The college moved to its current Fort Wayne location in 1944, to the estate of the former industrialist John H. Bass. Trinity Hall was completed in 1947. The school has remained in Fort Wayne and gradually expanded, adding a graduate school in 1960. Increased athletic programs for the Cougars, primarily football, as well as construction of athletic fields and residence halls and acquisition of the Lutheran College of Health Professions in the 1990s produced remarkable enrollment growth. It was renamed University of Saint Francis in 1998.

Campus
The university's campus covers  and has some 40 buildings, including four residence halls.

Brookside Mansion

Brookside Mansion, a castle-like mansion that was originally the home of the John H. Bass family, is a focal point of the university and is listed on the National Register of Historic Places. The building originally housed the entire college, and has served as the university's library, as well as dorms and a dining area. The mansion is now primarily used for offices, although special events and meetings often take place in the building as well. In 2009, the building was renovated, including interior and exterior touch-ups of the original artwork and design.

Pope John Paul II Center
The Pope John Paul II Center is also a main place of activity at the university. Completed in 2006, the building houses the Lee and Jim Vann Library, Registrar's Office, faculty offices, the Campus Shoppe, and classrooms.

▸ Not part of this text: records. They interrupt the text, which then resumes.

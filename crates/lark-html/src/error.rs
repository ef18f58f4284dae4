//! Parse errors and caller errors.
//!
//! [§ 13.2.2 Parse errors](https://html.spec.whatwg.org/multipage/parsing.html#parse-errors)
//!
//! "This specification defines the parsing rules for HTML documents, whether
//! they are syntactically correct or not. Certain points in the parsing
//! algorithm are said to be parse errors. The error handling for parse errors
//! is well-defined."
//!
//! Parse errors never stop the parser: they are collected as [`ParseIssue`]s.
//! The only failure a caller sees is [`ParseError`].

use std::fmt;

use strum_macros::{Display, IntoStaticStr};
use thiserror::Error;

/// The kind of a parse error.
///
/// Tokenizer errors use the codes from the WHATWG error table; tree
/// construction errors (which the standard leaves unnamed) use descriptive
/// codes in the same style.
#[derive(Debug, Clone, Copy, PartialEq, Eq, Hash, Display, IntoStaticStr)]
#[strum(serialize_all = "kebab-case")]
pub enum ParseErrorCode {
    // Tokenizer errors.
    /// `<!-->` or `<!--->`.
    AbruptClosingOfEmptyComment,
    /// `>` inside a DOCTYPE public identifier.
    AbruptDoctypePublicIdentifier,
    /// `>` inside a DOCTYPE system identifier.
    AbruptDoctypeSystemIdentifier,
    /// `&#` or `&#x` followed by no digits.
    AbsenceOfDigitsInNumericCharacterReference,
    /// `<![CDATA[` outside foreign content.
    CdataInHtmlContent,
    /// Numeric reference above U+10FFFF.
    CharacterReferenceOutsideUnicodeRange,
    /// Numeric reference to a control character.
    ControlCharacterReference,
    /// An attribute name repeated on one tag.
    DuplicateAttribute,
    /// An end tag carrying attributes.
    EndTagWithAttributes,
    /// `</a/>`.
    EndTagWithTrailingSolidus,
    /// Input ends right after `<` or `</`.
    EofBeforeTagName,
    /// Input ends inside a CDATA section.
    EofInCdata,
    /// Input ends inside a comment.
    EofInComment,
    /// Input ends inside a DOCTYPE.
    EofInDoctype,
    /// Input ends inside `<!--` within script data.
    EofInScriptHtmlCommentLikeText,
    /// Input ends inside a tag.
    EofInTag,
    /// A comment closed by `--!>`.
    IncorrectlyClosedComment,
    /// `<!` not followed by `--`, `DOCTYPE` or `[CDATA[`.
    IncorrectlyOpenedComment,
    /// Junk after the DOCTYPE name.
    InvalidCharacterSequenceAfterDoctypeName,
    /// `<` followed by something that cannot start a tag name.
    InvalidFirstCharacterOfTagName,
    /// `a=>`.
    MissingAttributeValue,
    /// `<!DOCTYPE>`.
    MissingDoctypeName,
    /// `PUBLIC` with no identifier.
    MissingDoctypePublicIdentifier,
    /// `SYSTEM` with no identifier.
    MissingDoctypeSystemIdentifier,
    /// `</>`.
    MissingEndTagName,
    /// `PUBLIC` followed by an unquoted identifier.
    MissingQuoteBeforeDoctypePublicIdentifier,
    /// `SYSTEM` followed by an unquoted identifier.
    MissingQuoteBeforeDoctypeSystemIdentifier,
    /// Named reference without a trailing `;`.
    MissingSemicolonAfterCharacterReference,
    /// `PUBLIC"`.
    MissingWhitespaceAfterDoctypePublicKeyword,
    /// `SYSTEM"`.
    MissingWhitespaceAfterDoctypeSystemKeyword,
    /// `<!DOCTYPEhtml>`.
    MissingWhitespaceBeforeDoctypeName,
    /// `a="1"b="2"`.
    MissingWhitespaceBetweenAttributes,
    /// Public and system identifiers not separated by whitespace.
    MissingWhitespaceBetweenDoctypePublicAndSystemIdentifiers,
    /// `<!--` inside a comment.
    NestedComment,
    /// Numeric reference to a noncharacter.
    NoncharacterCharacterReference,
    /// `<div/>` on a non-void HTML element.
    NonVoidHtmlElementStartTagWithTrailingSolidus,
    /// `&#0;`.
    NullCharacterReference,
    /// Numeric reference to a surrogate.
    SurrogateCharacterReference,
    /// Junk after the DOCTYPE system identifier.
    UnexpectedCharacterAfterDoctypeSystemIdentifier,
    /// `"`, `'` or `<` in an attribute name.
    UnexpectedCharacterInAttributeName,
    /// `"`, `'`, `<`, `=` or `` ` `` in an unquoted attribute value.
    UnexpectedCharacterInUnquotedAttributeValue,
    /// `<a =b>`.
    UnexpectedEqualsSignBeforeAttributeName,
    /// U+0000 where it is not allowed.
    UnexpectedNullCharacter,
    /// `<?`.
    UnexpectedQuestionMarkInsteadOfTagName,
    /// `/` inside a tag not directly before `>`.
    UnexpectedSolidusInTag,
    /// `&name;` that matches no known reference.
    UnknownNamedCharacterReference,

    // Tree construction errors.
    /// A document without a DOCTYPE, or with a non-conforming one.
    MissingDoctype,
    /// A DOCTYPE after the first element.
    UnexpectedDoctype,
    /// A start tag that is not allowed in the current insertion mode.
    UnexpectedStartTag,
    /// An end tag that is not allowed in the current insertion mode.
    UnexpectedEndTag,
    /// An end tag with no matching element in scope.
    EndTagWithoutMatchingOpenElement,
    /// Elements closed implicitly by an end tag for an ancestor.
    UnclosedElements,
    /// Formatting elements closed out of order (adoption agency).
    MisnestedTag,
    /// Non-whitespace text where only whitespace is allowed.
    UnexpectedCharacter,
    /// Text inside a table that had to be foster parented.
    FosterParentedCharacter,
    /// End of file with elements that require an end tag still open.
    EofWithUnclosedElements,
    /// A `</form>` or nested `<form>` that conflicts with the form pointer.
    MisnestedForm,
}

/// A parse error together with where it happened.
#[derive(Debug, Clone, Copy, PartialEq, Eq)]
pub struct ParseIssue {
    /// What went wrong.
    pub code: ParseErrorCode,
    /// Byte offset into the newline-normalized input.
    pub position: usize,
}

impl ParseIssue {
    /// Create a new issue.
    #[must_use]
    pub const fn new(code: ParseErrorCode, position: usize) -> Self {
        Self { code, position }
    }
}

impl fmt::Display for ParseIssue {
    fn fmt(&self, f: &mut fmt::Formatter<'_>) -> fmt::Result {
        write!(f, "{} at {}", self.code, self.position)
    }
}

/// Errors that fail a parse call outright.
#[derive(Debug, Clone, PartialEq, Eq, Error)]
pub enum ParseError {
    /// The fragment context element cannot be used.
    #[error("invalid fragment context element {0:?}")]
    InvalidContext(String),
}

#[cfg(test)]
mod tests {
    use super::*;

    #[test]
    fn test_error_codes_use_whatwg_names() {
        assert_eq!(
            ParseErrorCode::EofBeforeTagName.to_string(),
            "eof-before-tag-name"
        );
        assert_eq!(
            ParseErrorCode::NonVoidHtmlElementStartTagWithTrailingSolidus.to_string(),
            "non-void-html-element-start-tag-with-trailing-solidus"
        );
        assert_eq!(
            ParseIssue::new(ParseErrorCode::NestedComment, 7).to_string(),
            "nested-comment at 7"
        );
    }
}
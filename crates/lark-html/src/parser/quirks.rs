//! [§ 13.2.6.4.1 The "initial" insertion mode](https://html.spec.whatwg.org/multipage/parsing.html#the-initial-insertion-mode)
//!
//! Choosing the document mode from the DOCTYPE token.

use lark_dom::QuirksMode;

/// Public identifiers that select quirks mode when matched exactly.
const QUIRKS_PUBLIC_IDS: &[&str] = &[
    "-//W3O//DTD W3 HTML Strict 3.0//EN//",
    "-/W3C/DTD HTML 4.0 Transitional/EN",
    "HTML",
];

/// Public identifier prefixes that select quirks mode.
const QUIRKS_PUBLIC_PREFIXES: &[&str] = &[
    "+//Silmaril//dtd html Pro v0r11 19970101//",
    "-//AS//DTD HTML 3.0 asWedit + extensions//",
    "-//AdvaSoft Ltd//DTD HTML 3.0 asWedit + extensions//",
    "-//IETF//DTD HTML 2.0 Level 1//",
    "-//IETF//DTD HTML 2.0 Level 2//",
    "-//IETF//DTD HTML 2.0 Strict Level 1//",
    "-//IETF//DTD HTML 2.0 Strict Level 2//",
    "-//IETF//DTD HTML 2.0 Strict//",
    "-//IETF//DTD HTML 2.0//",
    "-//IETF//DTD HTML 2.1E//",
    "-//IETF//DTD HTML 3.0//",
    "-//IETF//DTD HTML 3.2 Final//",
    "-//IETF//DTD HTML 3.2//",
    "-//IETF//DTD HTML 3//",
    "-//IETF//DTD HTML Level 0//",
    "-//IETF//DTD HTML Level 1//",
    "-//IETF//DTD HTML Level 2//",
    "-//IETF//DTD HTML Level 3//",
    "-//IETF//DTD HTML Strict Level 0//",
    "-//IETF//DTD HTML Strict Level 1//",
    "-//IETF//DTD HTML Strict Level 2//",
    "-//IETF//DTD HTML Strict Level 3//",
    "-//IETF//DTD HTML Strict//",
    "-//IETF//DTD HTML//",
    "-//Metrius//DTD Metrius Presentational//",
    "-//Microsoft//DTD Internet Explorer 2.0 HTML Strict//",
    "-//Microsoft//DTD Internet Explorer 2.0 HTML//",
    "-//Microsoft//DTD Internet Explorer 2.0 Tables//",
    "-//Microsoft//DTD Internet Explorer 3.0 HTML Strict//",
    "-//Microsoft//DTD Internet Explorer 3.0 HTML//",
    "-//Microsoft//DTD Internet Explorer 3.0 Tables//",
    "-//Netscape Comm. Corp.//DTD HTML//",
    "-//Netscape Comm. Corp.//DTD Strict HTML//",
    "-//O'Reilly and Associates//DTD HTML 2.0//",
    "-//O'Reilly and Associates//DTD HTML Extended 1.0//",
    "-//O'Reilly and Associates//DTD HTML Extended Relaxed 1.0//",
    "-//SQ//DTD HTML 2.0 HoTMetaL + extensions//",
    "-//SoftQuad Software//DTD HoTMetaL PRO 6.0::19990601::extensions to HTML 4.0//",
    "-//SoftQuad//DTD HoTMetaL PRO 4.0::19971010::extensions to HTML 4.0//",
    "-//Spyglass//DTD HTML 2.0 Extended//",
    "-//Sun Microsystems Corp.//DTD HotJava HTML//",
    "-//Sun Microsystems Corp.//DTD HotJava Strict HTML//",
    "-//W3C//DTD HTML 3 1995-03-24//",
    "-//W3C//DTD HTML 3.2 Draft//",
    "-//W3C//DTD HTML 3.2 Final//",
    "-//W3C//DTD HTML 3.2//",
    "-//W3C//DTD HTML 3.2S Draft//",
    "-//W3C//DTD HTML 4.0 Frameset//",
    "-//W3C//DTD HTML 4.0 Transitional//",
    "-//W3C//DTD HTML Experimental 19960712//",
    "-//W3C//DTD HTML Experimental 970421//",
    "-//W3C//DTD W3 HTML//",
    "-//W3O//DTD W3 HTML 3.0//",
    "-//WebTechs//DTD Mozilla HTML 2.0//",
    "-//WebTechs//DTD Mozilla HTML//",
];

const QUIRKS_SYSTEM_ID: &str = "http://www.ibm.com/data/dtd/v11/ibmxhtml1-transitional.dtd";

/// HTML 4.01 prefixes: quirks without a system identifier, limited quirks
/// with one.
const HTML401_PREFIXES: &[&str] = &[
    "-//W3C//DTD HTML 4.01 Frameset//",
    "-//W3C//DTD HTML 4.01 Transitional//",
];

const LIMITED_QUIRKS_PREFIXES: &[&str] = &[
    "-//W3C//DTD XHTML 1.0 Frameset//",
    "-//W3C//DTD XHTML 1.0 Transitional//",
];

fn starts_with_ignore_case(id: &str, prefix: &str) -> bool {
    id.get(..prefix.len())
        .is_some_and(|head| head.eq_ignore_ascii_case(prefix))
}

fn has_prefix(id: Option<&str>, prefixes: &[&str]) -> bool {
    id.is_some_and(|id| prefixes.iter().any(|prefix| starts_with_ignore_case(id, prefix)))
}

/// Classify a DOCTYPE token.
///
/// Identifier comparisons are ASCII case-insensitive. `None` means the
/// identifier was missing, which differs from empty for the HTML 4.01
/// prefixes.
#[must_use]
pub fn classify_doctype(
    name: Option<&str>,
    public_id: Option<&str>,
    system_id: Option<&str>,
    force_quirks: bool,
) -> QuirksMode {
    let quirks = force_quirks
        || name != Some("html")
        || public_id.is_some_and(|id| {
            QUIRKS_PUBLIC_IDS
                .iter()
                .any(|quirky| id.eq_ignore_ascii_case(quirky))
        })
        || system_id.is_some_and(|id| id.eq_ignore_ascii_case(QUIRKS_SYSTEM_ID))
        || has_prefix(public_id, QUIRKS_PUBLIC_PREFIXES)
        || (system_id.is_none() && has_prefix(public_id, HTML401_PREFIXES));
    if quirks {
        return QuirksMode::Quirks;
    }

    if has_prefix(public_id, LIMITED_QUIRKS_PREFIXES)
        || (system_id.is_some() && has_prefix(public_id, HTML401_PREFIXES))
    {
        return QuirksMode::LimitedQuirks;
    }

    QuirksMode::NoQuirks
}

#[cfg(test)]
mod tests {
    use super::*;

    #[test]
    fn test_html5_doctype_is_no_quirks() {
        assert_eq!(
            classify_doctype(Some("html"), None, None, false),
            QuirksMode::NoQuirks
        );
        assert_eq!(
            classify_doctype(Some("html"), None, Some("about:legacy-compat"), false),
            QuirksMode::NoQuirks
        );
    }

    #[test]
    fn test_wrong_name_or_force_quirks() {
        assert_eq!(
            classify_doctype(Some("not-html"), None, None, false),
            QuirksMode::Quirks
        );
        assert_eq!(classify_doctype(None, None, None, false), QuirksMode::Quirks);
        assert_eq!(
            classify_doctype(Some("html"), None, None, true),
            QuirksMode::Quirks
        );
    }

    #[test]
    fn test_html401_depends_on_system_id() {
        let public = Some("-//W3C//DTD HTML 4.01 Frameset//EN");
        assert_eq!(
            classify_doctype(Some("html"), public, None, false),
            QuirksMode::Quirks
        );
        assert_eq!(
            classify_doctype(
                Some("html"),
                public,
                Some("http://www.w3.org/TR/html4/frameset.dtd"),
                false
            ),
            QuirksMode::LimitedQuirks
        );
    }

    #[test]
    fn test_case_insensitive_matches() {
        assert_eq!(
            classify_doctype(
                Some("html"),
                None,
                Some("HTTP://WWW.IBM.COM/DATA/DTD/V11/IBMXHTML1-TRANSITIONAL.DTD"),
                false
            ),
            QuirksMode::Quirks
        );
        assert_eq!(
            classify_doctype(Some("html"), Some("-//w3c//dtd html 3.2//en"), None, false),
            QuirksMode::Quirks
        );
        assert_eq!(
            classify_doctype(
                Some("html"),
                Some("-//W3C//DTD XHTML 1.0 Transitional//EN"),
                None,
                false
            ),
            QuirksMode::LimitedQuirks
        );
    }

    #[test]
    fn test_strict_doctypes_are_standards() {
        assert_eq!(
            classify_doctype(
                Some("html"),
                Some("-//W3C//DTD HTML 4.01//EN"),
                Some("http://www.w3.org/TR/html4/strict.dtd"),
                false
            ),
            QuirksMode::NoQuirks
        );
    }
}
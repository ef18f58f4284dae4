//! [§ 13.2.6.4.18 The "in template" insertion mode](https://html.spec.whatwg.org/multipage/parsing.html#parsing-main-intemplate)

use super::core::{InsertionMode, Step, TreeBuilder};
use super::tree_sink::TreeSink;
use crate::error::ParseErrorCode;
use crate::tokenizer::Token;

impl<S: TreeSink> TreeBuilder<S> {
    pub(super) fn handle_in_template_mode(&mut self, token: &Token) -> Step {
        match token {
            // "A character token; A comment token; A DOCTYPE token"
            // "Process the token using the rules for the "in body" insertion mode."
            Token::Character { .. } | Token::Comment { .. } | Token::Doctype { .. } => {
                self.handle_in_body_mode(token)
            }

            Token::StartTag { name, .. } => match name.as_str() {
                // "A start tag whose tag name is one of: "base", "basefont",
                // "bgsound", "link", "meta", "noframes", "script", "style",
                // "template", "title""
                "base" | "basefont" | "bgsound" | "link" | "meta" | "noframes" | "script"
                | "style" | "template" | "title" => self.handle_in_head_mode(token),

                // "A start tag whose tag name is one of: "caption", "colgroup",
                // "tbody", "tfoot", "thead""
                "caption" | "colgroup" | "tbody" | "tfoot" | "thead" => {
                    self.switch_template_mode(InsertionMode::InTable)
                }

                // "A start tag whose tag name is "col""
                "col" => self.switch_template_mode(InsertionMode::InColumnGroup),

                // "A start tag whose tag name is "tr""
                "tr" => self.switch_template_mode(InsertionMode::InTableBody),

                // "A start tag whose tag name is one of: "td", "th""
                "td" | "th" => self.switch_template_mode(InsertionMode::InRow),

                // "Any other start tag"
                _ => self.switch_template_mode(InsertionMode::InBody),
            },

            // "An end tag whose tag name is "template""
            Token::EndTag { name, .. } if name == "template" => self.handle_in_head_mode(token),

            // "Any other end tag"
            // "Parse error. Ignore the token."
            Token::EndTag { .. } => {
                self.error(ParseErrorCode::UnexpectedEndTag);
                Step::Done
            }

            // "An end-of-file token"
            Token::EndOfFile => {
                // "If there is no template element on the stack of open
                // elements, then stop parsing. (fragment case)"
                if !self.open.contains_html("template") {
                    return self.stop_parsing();
                }
                // "Otherwise, this is a parse error."
                self.error(ParseErrorCode::EofWithUnclosedElements);
                // "Pop elements from the stack of open elements until a
                // template element has been popped from the stack. Clear the
                // list of active formatting elements up to the last marker.
                // Pop the current template insertion mode off the stack of
                // template insertion modes. Reset the insertion mode
                // appropriately. Reprocess the token."
                self.open.pop_until("template");
                self.formatting.clear_to_last_marker();
                let _ = self.template_modes.pop();
                self.reset_insertion_mode_appropriately();
                Step::Reprocess(self.mode)
            }
        }
    }

    /// "Pop the current template insertion mode off the stack of template
    /// insertion modes. Push `mode` onto the stack of template insertion
    /// modes so that it is the new current template insertion mode. Switch
    /// the insertion mode to `mode`, and reprocess the token."
    fn switch_template_mode(&mut self, mode: InsertionMode) -> Step {
        let _ = self.template_modes.pop();
        self.template_modes.push(mode);
        Step::Reprocess(mode)
    }
}
//! The modes after the body or frameset has closed.

use super::core::{InsertionMode, Step, TreeBuilder};
use super::tree_sink::TreeSink;
use crate::error::ParseErrorCode;
use crate::tokenizer::Token;

impl<S: TreeSink> TreeBuilder<S> {
    /// [§ 13.2.6.4.19 The "after body" insertion mode](https://html.spec.whatwg.org/multipage/parsing.html#parsing-main-afterbody)
    pub(super) fn handle_after_body_mode(&mut self, token: &Token) -> Step {
        match token {
            // "A character token that is one of U+0009 CHARACTER TABULATION,
            // U+000A LINE FEED (LF), U+000C FORM FEED (FF), U+000D CARRIAGE
            // RETURN (CR), or U+0020 SPACE"
            // "Process the token using the rules for the "in body" insertion mode."
            Token::Character { data } if Self::is_whitespace(*data) => self.handle_in_body_mode(token),

            // "A comment token"
            // "Insert a comment as the last child of the first element in the
            // stack of open elements (the html element)."
            Token::Comment { data } => {
                let html = self.root_element();
                self.insert_comment(data, html);
                Step::Done
            }

            Token::Doctype { .. } => {
                self.error(ParseErrorCode::UnexpectedDoctype);
                Step::Done
            }

            Token::StartTag { name, .. } if name == "html" => self.handle_in_body_mode(token),

            // "An end tag whose tag name is "html""
            // "If the parser was created as part of the HTML fragment parsing
            // algorithm, this is a parse error; ignore the token. (fragment
            // case) Otherwise, switch the insertion mode to "after after body"."
            Token::EndTag { name, .. } if name == "html" => {
                if self.context.is_some() {
                    self.error(ParseErrorCode::UnexpectedEndTag);
                } else {
                    self.mode = InsertionMode::AfterAfterBody;
                }
                Step::Done
            }

            // "An end-of-file token"
            // "Stop parsing."
            Token::EndOfFile => self.stop_parsing(),

            // "Anything else"
            // "Parse error. Switch the insertion mode to "in body" and
            // reprocess the token."
            _ => {
                self.error(ParseErrorCode::UnexpectedCharacter);
                Step::Reprocess(InsertionMode::InBody)
            }
        }
    }

    /// [§ 13.2.6.4.20 The "in frameset" insertion mode](https://html.spec.whatwg.org/multipage/parsing.html#parsing-main-inframeset)
    pub(super) fn handle_in_frameset_mode(&mut self, token: &Token) -> Step {
        match token {
            Token::Character { data } if Self::is_whitespace(*data) => {
                self.insert_character(*data);
                Step::Done
            }
            Token::Comment { data } => {
                self.insert_comment(data, None);
                Step::Done
            }
            Token::Doctype { .. } => {
                self.error(ParseErrorCode::UnexpectedDoctype);
                Step::Done
            }

            Token::StartTag { name, .. } => match name.as_str() {
                "html" => self.handle_in_body_mode(token),

                // "A start tag whose tag name is "frameset""
                // "Insert an HTML element for the token."
                "frameset" => {
                    let _ = self.insert_html_element(token);
                    Step::Done
                }

                // "A start tag whose tag name is "frame""
                // "Insert an HTML element for the token. Immediately pop the
                // current node off the stack of open elements. Acknowledge the
                // token's self-closing flag, if it is set."
                "frame" => {
                    let _ = self.insert_html_element(token);
                    let _ = self.open.pop();
                    self.acknowledge_self_closing();
                    Step::Done
                }

                // "A start tag whose tag name is "noframes""
                // "Process the token using the rules for the "in head" insertion mode."
                "noframes" => self.handle_in_head_mode(token),

                _ => {
                    self.error(ParseErrorCode::UnexpectedStartTag);
                    Step::Done
                }
            },

            // "An end tag whose tag name is "frameset""
            Token::EndTag { name, .. } if name == "frameset" => {
                // "If the current node is the root html element, then this is
                // a parse error; ignore the token. (fragment case)"
                if self.open.len() <= 1 {
                    self.error(ParseErrorCode::EndTagWithoutMatchingOpenElement);
                    return Step::Done;
                }
                // "Otherwise, pop the current node from the stack of open
                // elements. If the parser was not created as part of the HTML
                // fragment parsing algorithm (fragment case), and the current
                // node is no longer a frameset element, then switch the
                // insertion mode to "after frameset"."
                let _ = self.open.pop();
                if self.context.is_none() && !self.open.current_is("frameset") {
                    self.mode = InsertionMode::AfterFrameset;
                }
                Step::Done
            }

            // "An end-of-file token"
            // "If the current node is not the root html element, then this is
            // a parse error. Note: The current node can only be the root html
            // element in the fragment case. Stop parsing."
            Token::EndOfFile => {
                if self.open.len() > 1 {
                    self.error(ParseErrorCode::EofWithUnclosedElements);
                }
                self.stop_parsing()
            }

            // "Anything else"
            // "Parse error. Ignore the token."
            _ => {
                self.error(ParseErrorCode::UnexpectedCharacter);
                Step::Done
            }
        }
    }

    /// [§ 13.2.6.4.21 The "after frameset" insertion mode](https://html.spec.whatwg.org/multipage/parsing.html#parsing-main-afterframeset)
    pub(super) fn handle_after_frameset_mode(&mut self, token: &Token) -> Step {
        match token {
            Token::Character { data } if Self::is_whitespace(*data) => {
                self.insert_character(*data);
                Step::Done
            }
            Token::Comment { data } => {
                self.insert_comment(data, None);
                Step::Done
            }
            Token::Doctype { .. } => {
                self.error(ParseErrorCode::UnexpectedDoctype);
                Step::Done
            }
            Token::StartTag { name, .. } if name == "html" => self.handle_in_body_mode(token),

            // "An end tag whose tag name is "html""
            // "Switch the insertion mode to "after after frameset"."
            Token::EndTag { name, .. } if name == "html" => {
                self.mode = InsertionMode::AfterAfterFrameset;
                Step::Done
            }

            Token::StartTag { name, .. } if name == "noframes" => self.handle_in_head_mode(token),
            Token::EndOfFile => self.stop_parsing(),

            _ => {
                self.error(ParseErrorCode::UnexpectedCharacter);
                Step::Done
            }
        }
    }

    /// [§ 13.2.6.4.22 The "after after body" insertion mode](https://html.spec.whatwg.org/multipage/parsing.html#the-after-after-body-insertion-mode)
    pub(super) fn handle_after_after_body_mode(&mut self, token: &Token) -> Step {
        match token {
            // "A comment token"
            // "Insert a comment as the last child of the Document object."
            Token::Comment { data } => {
                let document = self.sink.document();
                self.insert_comment(data, Some(document));
                Step::Done
            }

            // "A DOCTYPE token; A character token that is one of U+0009
            // CHARACTER TABULATION, U+000A LINE FEED (LF), U+000C FORM FEED
            // (FF), U+000D CARRIAGE RETURN (CR), or U+0020 SPACE; A start tag
            // whose tag name is "html""
            // "Process the token using the rules for the "in body" insertion mode."
            Token::Doctype { .. } => self.handle_in_body_mode(token),
            Token::Character { data } if Self::is_whitespace(*data) => self.handle_in_body_mode(token),
            Token::StartTag { name, .. } if name == "html" => self.handle_in_body_mode(token),

            Token::EndOfFile => self.stop_parsing(),

            // "Anything else"
            // "Parse error. Switch the insertion mode to "in body" and
            // reprocess the token."
            _ => {
                self.error(ParseErrorCode::UnexpectedCharacter);
                Step::Reprocess(InsertionMode::InBody)
            }
        }
    }

    /// [§ 13.2.6.4.23 The "after after frameset" insertion mode](https://html.spec.whatwg.org/multipage/parsing.html#the-after-after-frameset-insertion-mode)
    pub(super) fn handle_after_after_frameset_mode(&mut self, token: &Token) -> Step {
        match token {
            Token::Comment { data } => {
                let document = self.sink.document();
                self.insert_comment(data, Some(document));
                Step::Done
            }
            Token::Doctype { .. } => self.handle_in_body_mode(token),
            Token::Character { data } if Self::is_whitespace(*data) => self.handle_in_body_mode(token),
            Token::StartTag { name, .. } if name == "html" => self.handle_in_body_mode(token),
            Token::EndOfFile => self.stop_parsing(),

            // "A start tag whose tag name is "noframes""
            // "Process the token using the rules for the "in head" insertion mode."
            Token::StartTag { name, .. } if name == "noframes" => self.handle_in_head_mode(token),

            _ => {
                self.error(ParseErrorCode::UnexpectedCharacter);
                Step::Done
            }
        }
    }
}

The Mimi and Ian Rolland Art and Visual Communication Center
In the summer of 1998, the university purchased the former property of the Standard Oil warehouse, which had become polluted with oil residue. In the spring of 1999, the university—with a grant from the City of Fort Wayne and the State of Indiana—cleaned the ground, water, and surrounding area.

Satellite facilities
The university maintains a satellite campus in Crown Point, Indiana, about  northwest of the main campus in Fort Wayne.

Academics

The university comprises the following schools:
 School of Creative Arts
 School of Health Sciences
 School of Liberal Arts and Sciences
 Keith Busse School of Business and Entrepreneurial Leadership

The School of Creative Arts is accredited by the National Association of Schools of Art and Design.

EPIC Program 
The Busse EPIC programs give students the opportunity to earn 2+ years of paid, for-credit work experience and graduate in 4 years. EPIC students spend 4-6 month rotations in each of the key functional areas of successful businesses while taking a reduced course load.

Athletics

The Saint Francis (USF) athletic teams are called the Cougars. The university is a member of the National Association of Intercollegiate Athletics (NAIA), primarily competing in the Crossroads League (formerly known as the Mid-Central College Conference (MCCC) until after the 2011–12 school year) for most of its sports since the 1994–95 academic year (which they were a member on a previous stint from 1966–67 to 1980–81); while its football team competes in the Mideast League of the Mid-States Football Association (MSFA).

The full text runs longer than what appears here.